A good rule of thumb is, if you can’t provide a valid reason for not incrementing any of these buffers, keep them set to default values.

This is never a good practice and especially with these four my.cnf variables. Although increasing the value of some variables can improve performance, these four will almost always reduce the performance and capacity of the MySQL server when increased.

There are four buffers in question join_buffer_size, sort_buffer_size, read_buffer_size And read_rnd_buffer_size, These four buffers are allocated per connection, For example, a setting of join_buffer_size=1M With max_connections=200 Will configure MySQL to allocate an additional 1M per-connection (1M x 200). The same goes for the other three buffers. Again, all are per-connection.

In almost all cases, it is best to keep the default by deleting or commenting out these four configuration lines. As connections increase with traffic, queries that require more space than is available due to an increase in buffer settings can trigger paging those buffers to disk. This dramatically slows down your DB server and creates a bottleneck. read also Linux Server Performance Analysis With Above,


MySQL status output, two weeks after the first optimization pass.

Often, I’ve seen an improvement in MySQL performance by reverting these buffers to their defaults. Let’s take a quick look at each of these buffers.

MySQL join_buffer_size

join_buffer_size Each full join between the two tables is allocated. from MySQL Documentation join_buffer_size is described as: “Minimum size of the buffer that is used for plain index scans, range index scans, and joins that do not use indexes and thus perform full table scans.”

MySQL’s documentation further says: “The memory allocation time can cause a substantial performance drop if the global size is larger than required by most queries that use it.” The join buffer is allocated to cache table rows when the join cannot use the index.
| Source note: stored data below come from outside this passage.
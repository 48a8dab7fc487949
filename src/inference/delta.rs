//! inference::delta — generic delta-method uncertainty propagation.
//!
//! Purpose
//! -------
//! Propagate parameter covariance through an arbitrary differentiable
//! scalar map of `θ` to obtain a first-order variance and standard
//! error:
//!
//! `Var(q(θ̂)) ≈ J_q · Cov · J_qᵀ`, `SE(q(θ̂)) = sqrt(Var)`
//!
//! where `J_q` is the Jacobian row of `q` at `θ̂`, approximated by
//! central finite differences. One routine serves every reported
//! quantity — scalar parameters, precisions, probability-scale
//! prevalences, and the ART coverage identity alike — instead of a
//! per-quantity formula.
//!
//! Conventions
//! -----------
//! - `q` must return a finite value in a neighborhood of `θ̂`; closures
//!   that can fail internally should return `NaN` on failure, which is
//!   then rejected here as an invalid Jacobian.
//! - Tiny negative variances from floating-point cancellation are
//!   clamped to zero before the square root; genuinely non-finite
//!   variances are errors.
//!
//! Testing notes
//! -------------
//! - Unit tests check linear maps (where the delta method is exact),
//!   a nonlinear map against its analytic Jacobian, and the rejection
//!   path for a NaN-returning quantity.
use crate::optimization::{
    errors::{OptError, OptResult},
    map_optimizer::validation::validate_grad,
};
use finitediff::FiniteDiff;
use ndarray::{Array1, Array2};

/// delta_method_variance — first-order variance of `q(θ̂)`.
///
/// Parameters
/// ----------
/// - `q`: `&F`
///   Differentiable scalar map of the full parameter vector.
/// - `theta_hat`: `&Array1<f64>`
///   Point at which the Jacobian is evaluated (the MAP estimate).
/// - `cov`: `&Array2<f64>`
///   Symmetric `n×n` parameter covariance with `n = theta_hat.len()`.
///
/// Returns
/// -------
/// `OptResult<f64>` — the non-negative variance approximation.
///
/// Errors
/// ------
/// - [`OptError::InvalidGradient`] when the finite-difference Jacobian
///   contains non-finite entries (e.g., `q` returned `NaN` nearby).
/// - [`OptError::HessianDimMismatch`] when `cov` is not `n×n`.
/// - [`OptError::NonFiniteCost`] when the assembled quadratic form is
///   non-finite.
pub fn delta_method_variance<F: Fn(&Array1<f64>) -> f64>(
    q: &F, theta_hat: &Array1<f64>, cov: &Array2<f64>,
) -> OptResult<f64> {
    let n = theta_hat.len();
    if cov.nrows() != n || cov.ncols() != n {
        return Err(OptError::HessianDimMismatch {
            expected: n,
            found: (cov.nrows(), cov.ncols()),
        });
    }
    let jac = theta_hat.central_diff(q);
    validate_grad(&jac, n)?;
    let variance = jac.dot(&cov.dot(&jac));
    if !variance.is_finite() {
        return Err(OptError::NonFiniteCost { value: variance });
    }
    // Cancellation can leave a tiny negative residual on flat directions.
    Ok(variance.max(0.0))
}

/// delta_method_se — standard error of `q(θ̂)`.
///
/// Square root of [`delta_method_variance`]; shares its error behavior.
pub fn delta_method_se<F: Fn(&Array1<f64>) -> f64>(
    q: &F, theta_hat: &Array1<f64>, cov: &Array2<f64>,
) -> OptResult<f64> {
    Ok(delta_method_variance(q, theta_hat, cov)?.sqrt())
}

#[cfg(test)]
mod tests {
    use super::*;
    use ndarray::array;

    // -------------------------------------------------------------------------
    // Scope
    // -----
    // These tests cover:
    // - Exactness for linear maps under a known covariance.
    // - Agreement with the analytic Jacobian for a nonlinear map.
    // - Rejection of quantities that evaluate to NaN near θ̂.
    // - Covariance dimension checking.
    //
    // They intentionally DO NOT cover:
    // - Construction of the covariance matrix itself (inference::hessian).
    // -------------------------------------------------------------------------

    #[test]
    // Purpose
    // -------
    // Verify the delta method is exact for a linear map: q(θ) = aᵀθ has
    // Var = aᵀ Cov a.
    //
    // Given
    // -----
    // - a = (2, −1), Cov = [[0.25, 0], [0, 1]].
    //
    // Expect
    // ------
    // - Var = 4·0.25 + 1·1 = 2, SE = sqrt(2), to 1e-6.
    fn linear_map_variance_is_exact() {
        // Arrange
        let q = |theta: &Array1<f64>| 2.0 * theta[0] - theta[1];
        let theta_hat = array![0.3, -0.7];
        let cov = array![[0.25, 0.0], [0.0, 1.0]];

        // Act
        let var = delta_method_variance(&q, &theta_hat, &cov).expect("linear variance");
        let se = delta_method_se(&q, &theta_hat, &cov).expect("linear SE");

        // Assert
        assert!((var - 2.0).abs() < 1e-6);
        assert!((se - 2.0_f64.sqrt()).abs() < 1e-6);
    }

    #[test]
    // Purpose
    // -------
    // Verify a nonlinear map matches its analytic first-order variance:
    // q(θ) = exp(θ₀) with Cov = diag(v) gives Var ≈ exp(θ₀)²·v.
    //
    // Given
    // -----
    // - θ̂ = (0.5,), Cov = [[0.04]].
    //
    // Expect
    // ------
    // - Var ≈ exp(1)·0.04 within 1e-6 relative tolerance.
    fn nonlinear_map_matches_analytic_jacobian() {
        // Arrange
        let q = |theta: &Array1<f64>| theta[0].exp();
        let theta_hat = array![0.5];
        let cov = array![[0.04]];

        // Act
        let var = delta_method_variance(&q, &theta_hat, &cov).expect("nonlinear variance");

        // Assert
        let expected = (0.5_f64.exp()).powi(2) * 0.04;
        assert!((var - expected).abs() / expected < 1e-6);
    }

    #[test]
    // Purpose
    // -------
    // Verify that a quantity evaluating to NaN near θ̂ is rejected instead
    // of propagating into the standard error.
    //
    // Given
    // -----
    // - q always returns NaN; a valid 1×1 covariance.
    //
    // Expect
    // ------
    // - `InvalidGradient` from the Jacobian validation.
    fn nan_quantity_is_rejected() {
        // Arrange
        let q = |_theta: &Array1<f64>| f64::NAN;
        let theta_hat = array![0.0];
        let cov = array![[1.0]];

        // Act
        let result = delta_method_variance(&q, &theta_hat, &cov);

        // Assert
        assert!(matches!(result, Err(OptError::InvalidGradient { .. })));
    }

    #[test]
    // Purpose
    // -------
    // Verify covariance shape checking against the parameter dimension.
    //
    // Given
    // -----
    // - A 2-vector θ̂ with a 1×1 covariance.
    //
    // Expect
    // ------
    // - `HessianDimMismatch` naming the expected dimension.
    fn mismatched_covariance_is_rejected() {
        let q = |theta: &Array1<f64>| theta[0];
        let theta_hat = array![0.0, 1.0];
        let cov = array![[1.0]];
        assert!(matches!(
            delta_method_variance(&q, &theta_hat, &cov),
            Err(OptError::HessianDimMismatch { expected: 2, .. })
        ));
    }
}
If your database suffers from multiple joins performed without indexes, this cannot be solved by increasing join_buffer_size, The problem appears to be “display without index.” Thus, the solution to fast joins is to add indexes.

MySQL sort_buffer_size

Unless you have data indicating otherwise, you should avoid arbitrarily incrementing sort_buffer_size as well. Memory here is also assigned per connection! MySQL’s docs warn, “On Linux, there are limits of 256KB and 2MB where larger values ​​can significantly slow down memory allocation, so you should consider staying below one of those values.” Avoid increasing the sort_buffer_size above 2M as there is a performance penalty that will eliminate the benefits.

MySQL read_buffer_size & Rread_rnd_buffer_size

Some of you still use MyISAM over InnoDB. In some cases, with good reason. MyISAM is based on the older ISAM storage engine. it is Many useful extensions, as discussed here,

read_buffer_size Generally only applies to MyISAM and does not affect InnoDB. Consider converting your MySQL tables to the InnoDB storage engine before increasing this buffer. InnoDB is the default storage engine for MySQL 5.7 and MySQL 8.0. InnoDB has rollback and crash-recovery capabilities to protect data.

read_buffer_size Also used to determine memory block size Commemoration Table. read_rnd_buffer_size Variables are also mainly used for MyISAM Reads from tables. Also, consider Areas of InnoDB or MariaDB storage engines. For the past decade, the default values ​​of these buffers have remained the same.

conclusion

A good rule of thumb: If you can’t provide a valid reason to increase these buffers, keep them set to default values. This applies even less strictly to all MySQL’s variables. Be careful when making changes, don’t Overwrite your entire my.cnf in one go. Back up everything first, then make one or two changes per restart, testing for 24 to 48 hours before doing a second pass.